WHAT IS BEING ASKED –
Below are records to be reproduced exactly and in full.

Saved entries
· · · ·

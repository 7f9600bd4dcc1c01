use crate::context::{ArchiveContext, EntryReader};
use crate::entry::AssetEntry;
use crate::info::AssetInfo;
use crate::structs::UiImageHeader;
use crate::Result;

use super::{fallback_name, BuildContext};

/// `Width: W Height: H`, with the compression mode as debug info.
pub(super) fn build<C: ArchiveContext>(
    cx: &BuildContext<'_, C>,
    entry: &AssetEntry,
) -> Result<AssetInfo> {
    let mut reader = EntryReader::open(cx.archives(), entry)?;
    let header: UiImageHeader = reader.read_at(entry.header)?;

    let (width, height) = (header.width, header.height);
    let mode = format!(
        "Mode: {} ({})",
        header.compression().label(),
        header.compression_type()
    );

    Ok(AssetInfo::loaded(fallback_name(entry), entry.kind.asset_type())
        .with_info(format!("Width: {width} Height: {height}"))
        .with_debug_info(mode))
}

· · · ·

RESPONSE TO THIS EXERCISE –
repository 7f9600bd4dcc1c01
use crate::context::{ArchiveContext, EntryReader};
use crate::entry::AssetEntry;
use crate::info::AssetInfo;
use crate::structs::UiImageHeader;
use crate::Result;

use super::{fallback_name, BuildContext};

/// `Width: W Height: H`, with the compression mode as debug info.
pub(super) fn build<C: ArchiveContext>(
    cx: &BuildContext<'_, C>,
    entry: &AssetEntry,
) -> Result<AssetInfo> {
    let mut reader = EntryReader::open(cx.archives(), entry)?;
    let header: UiImageHeader = reader.read_at(entry.header)?;

    let (width, height) = (header.width, header.height);
    let mode = format!(
        "Mode: {} ({})",
        header.compression().label(),
        header.compression_type()
    );

    Ok(AssetInfo::loaded(fallback_name(entry), entry.kind.asset_type())
        .with_info(format!("Width: {width} Height: {height}"))
        .with_debug_info(mode))
}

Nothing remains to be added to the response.